DATA PROVIDED:
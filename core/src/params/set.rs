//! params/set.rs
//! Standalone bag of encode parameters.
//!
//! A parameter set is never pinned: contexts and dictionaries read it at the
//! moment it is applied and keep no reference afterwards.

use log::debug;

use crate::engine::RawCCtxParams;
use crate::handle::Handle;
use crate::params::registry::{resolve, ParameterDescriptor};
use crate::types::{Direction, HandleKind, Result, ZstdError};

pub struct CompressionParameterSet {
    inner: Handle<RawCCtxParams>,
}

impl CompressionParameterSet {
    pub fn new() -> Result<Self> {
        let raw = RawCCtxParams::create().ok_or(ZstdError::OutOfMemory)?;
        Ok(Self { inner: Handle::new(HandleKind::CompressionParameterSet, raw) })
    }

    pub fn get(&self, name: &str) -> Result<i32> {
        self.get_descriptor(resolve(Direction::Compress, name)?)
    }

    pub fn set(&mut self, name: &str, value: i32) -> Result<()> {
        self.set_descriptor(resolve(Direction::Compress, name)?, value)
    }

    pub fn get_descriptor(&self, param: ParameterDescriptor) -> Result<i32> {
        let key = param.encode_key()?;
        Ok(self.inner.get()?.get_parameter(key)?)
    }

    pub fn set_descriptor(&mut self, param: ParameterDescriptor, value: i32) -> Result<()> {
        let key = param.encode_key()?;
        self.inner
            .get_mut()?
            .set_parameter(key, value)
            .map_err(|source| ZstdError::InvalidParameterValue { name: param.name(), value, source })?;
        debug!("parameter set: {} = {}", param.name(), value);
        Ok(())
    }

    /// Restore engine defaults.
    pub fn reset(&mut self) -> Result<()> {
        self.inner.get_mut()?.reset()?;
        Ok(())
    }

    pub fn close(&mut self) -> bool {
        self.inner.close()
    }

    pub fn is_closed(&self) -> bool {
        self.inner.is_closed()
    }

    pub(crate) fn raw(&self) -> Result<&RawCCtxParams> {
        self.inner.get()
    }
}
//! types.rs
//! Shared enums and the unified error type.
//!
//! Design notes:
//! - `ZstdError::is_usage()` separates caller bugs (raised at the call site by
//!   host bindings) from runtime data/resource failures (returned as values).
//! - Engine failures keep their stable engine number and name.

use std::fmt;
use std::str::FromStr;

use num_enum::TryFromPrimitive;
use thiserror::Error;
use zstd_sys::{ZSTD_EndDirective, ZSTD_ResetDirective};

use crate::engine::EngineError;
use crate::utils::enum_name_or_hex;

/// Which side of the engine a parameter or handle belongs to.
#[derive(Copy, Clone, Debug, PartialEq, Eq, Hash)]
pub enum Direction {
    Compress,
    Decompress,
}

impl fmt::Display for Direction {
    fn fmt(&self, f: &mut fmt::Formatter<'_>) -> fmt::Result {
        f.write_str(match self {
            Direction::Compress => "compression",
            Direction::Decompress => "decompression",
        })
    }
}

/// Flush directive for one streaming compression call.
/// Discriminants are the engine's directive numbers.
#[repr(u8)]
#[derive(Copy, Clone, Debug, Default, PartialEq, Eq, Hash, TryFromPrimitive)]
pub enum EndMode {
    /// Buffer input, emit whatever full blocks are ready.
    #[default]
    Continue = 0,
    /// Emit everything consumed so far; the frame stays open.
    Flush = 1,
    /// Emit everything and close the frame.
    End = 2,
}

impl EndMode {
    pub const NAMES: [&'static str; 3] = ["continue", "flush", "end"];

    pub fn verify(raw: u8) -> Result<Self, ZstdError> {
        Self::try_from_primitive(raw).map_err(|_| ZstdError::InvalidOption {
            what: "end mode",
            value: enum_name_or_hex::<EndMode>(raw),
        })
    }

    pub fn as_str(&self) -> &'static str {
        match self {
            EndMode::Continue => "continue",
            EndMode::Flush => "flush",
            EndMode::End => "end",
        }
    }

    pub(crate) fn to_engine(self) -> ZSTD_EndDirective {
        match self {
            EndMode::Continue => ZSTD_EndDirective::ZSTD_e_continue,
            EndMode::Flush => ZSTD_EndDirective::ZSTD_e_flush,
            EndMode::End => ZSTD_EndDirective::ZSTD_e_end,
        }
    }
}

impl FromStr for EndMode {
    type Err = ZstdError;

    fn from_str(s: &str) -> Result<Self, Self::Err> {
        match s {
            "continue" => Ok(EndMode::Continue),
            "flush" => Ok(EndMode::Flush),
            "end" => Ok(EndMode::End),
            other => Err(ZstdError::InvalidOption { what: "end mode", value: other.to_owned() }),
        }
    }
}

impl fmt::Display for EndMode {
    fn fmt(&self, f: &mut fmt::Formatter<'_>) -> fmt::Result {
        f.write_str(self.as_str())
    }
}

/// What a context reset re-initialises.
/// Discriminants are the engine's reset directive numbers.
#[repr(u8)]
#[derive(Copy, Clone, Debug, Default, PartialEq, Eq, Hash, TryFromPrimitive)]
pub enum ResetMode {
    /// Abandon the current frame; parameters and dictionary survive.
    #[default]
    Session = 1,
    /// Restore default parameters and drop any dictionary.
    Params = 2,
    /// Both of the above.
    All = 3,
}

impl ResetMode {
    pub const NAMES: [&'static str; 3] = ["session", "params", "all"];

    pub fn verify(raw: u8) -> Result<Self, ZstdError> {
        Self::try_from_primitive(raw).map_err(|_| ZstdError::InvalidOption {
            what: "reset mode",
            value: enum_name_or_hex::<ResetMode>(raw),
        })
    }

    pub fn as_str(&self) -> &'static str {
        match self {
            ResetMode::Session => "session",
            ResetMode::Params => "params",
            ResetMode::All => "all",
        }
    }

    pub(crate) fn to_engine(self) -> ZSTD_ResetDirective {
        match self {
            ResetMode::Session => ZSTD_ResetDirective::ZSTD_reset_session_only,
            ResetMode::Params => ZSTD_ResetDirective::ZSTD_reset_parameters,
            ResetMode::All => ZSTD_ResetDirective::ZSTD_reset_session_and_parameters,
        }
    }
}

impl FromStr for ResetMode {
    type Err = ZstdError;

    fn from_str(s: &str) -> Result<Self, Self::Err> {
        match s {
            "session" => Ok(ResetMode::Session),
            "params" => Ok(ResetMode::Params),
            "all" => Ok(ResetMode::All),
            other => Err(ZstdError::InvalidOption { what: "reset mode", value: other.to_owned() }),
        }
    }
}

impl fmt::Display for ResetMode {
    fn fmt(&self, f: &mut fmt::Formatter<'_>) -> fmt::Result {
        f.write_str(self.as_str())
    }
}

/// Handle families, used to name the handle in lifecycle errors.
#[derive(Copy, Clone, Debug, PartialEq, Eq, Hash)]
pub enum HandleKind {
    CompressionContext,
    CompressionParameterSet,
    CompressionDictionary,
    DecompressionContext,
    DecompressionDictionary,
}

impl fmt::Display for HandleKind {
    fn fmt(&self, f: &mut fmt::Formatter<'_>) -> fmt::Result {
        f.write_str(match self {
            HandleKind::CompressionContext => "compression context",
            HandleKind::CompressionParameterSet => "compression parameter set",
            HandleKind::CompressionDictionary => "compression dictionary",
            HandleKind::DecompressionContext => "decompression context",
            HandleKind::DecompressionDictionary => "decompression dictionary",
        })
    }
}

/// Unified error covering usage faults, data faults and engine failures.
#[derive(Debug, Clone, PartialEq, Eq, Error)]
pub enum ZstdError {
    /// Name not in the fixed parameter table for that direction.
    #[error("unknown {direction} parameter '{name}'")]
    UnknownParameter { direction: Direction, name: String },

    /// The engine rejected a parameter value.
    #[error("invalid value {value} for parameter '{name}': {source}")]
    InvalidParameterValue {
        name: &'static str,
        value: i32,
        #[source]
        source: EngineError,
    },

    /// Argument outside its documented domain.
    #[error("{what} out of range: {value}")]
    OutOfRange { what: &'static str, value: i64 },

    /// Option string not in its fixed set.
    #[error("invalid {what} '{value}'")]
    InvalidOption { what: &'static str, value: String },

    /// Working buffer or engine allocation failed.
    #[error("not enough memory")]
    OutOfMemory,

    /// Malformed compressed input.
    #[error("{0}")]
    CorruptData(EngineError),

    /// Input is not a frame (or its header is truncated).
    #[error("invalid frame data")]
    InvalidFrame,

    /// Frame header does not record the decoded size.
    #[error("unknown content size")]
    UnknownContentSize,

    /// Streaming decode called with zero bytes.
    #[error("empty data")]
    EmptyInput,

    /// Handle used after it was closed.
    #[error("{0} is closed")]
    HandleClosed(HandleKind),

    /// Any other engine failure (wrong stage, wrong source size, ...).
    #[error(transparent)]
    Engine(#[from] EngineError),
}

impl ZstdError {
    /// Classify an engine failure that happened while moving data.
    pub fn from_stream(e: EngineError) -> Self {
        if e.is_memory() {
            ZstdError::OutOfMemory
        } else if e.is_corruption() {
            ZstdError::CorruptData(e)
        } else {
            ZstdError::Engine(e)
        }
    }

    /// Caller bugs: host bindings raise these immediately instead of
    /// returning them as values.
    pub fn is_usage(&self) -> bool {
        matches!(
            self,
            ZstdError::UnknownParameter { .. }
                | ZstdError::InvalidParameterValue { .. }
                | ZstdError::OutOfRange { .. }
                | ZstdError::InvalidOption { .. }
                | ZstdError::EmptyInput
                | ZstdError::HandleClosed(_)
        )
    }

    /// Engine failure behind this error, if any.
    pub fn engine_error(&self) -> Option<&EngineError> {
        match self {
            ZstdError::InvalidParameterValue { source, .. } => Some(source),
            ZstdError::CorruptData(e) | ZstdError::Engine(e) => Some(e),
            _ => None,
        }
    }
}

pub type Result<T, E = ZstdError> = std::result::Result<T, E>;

WHAT IS REQUIRED: Quote, with nothing altered, all lines from the start of the entries to the line that carries "pub fn new()", inclusive.

RESULT OF THIS EXERCISE:
filename core/src/params/set.rs
//! params/set.rs
//! Standalone bag of encode parameters.
//!
//! A parameter set is never pinned: contexts and dictionaries read it at the
//! moment it is applied and keep no reference afterwards.

use log::debug;

use crate::engine::RawCCtxParams;
use crate::handle::Handle;
use crate::params::registry::{resolve, ParameterDescriptor};
use crate::types::{Direction, HandleKind, Result, ZstdError};

pub struct CompressionParameterSet {
    inner: Handle<RawCCtxParams>,
}

impl CompressionParameterSet {
    pub fn new() -> Result<Self> {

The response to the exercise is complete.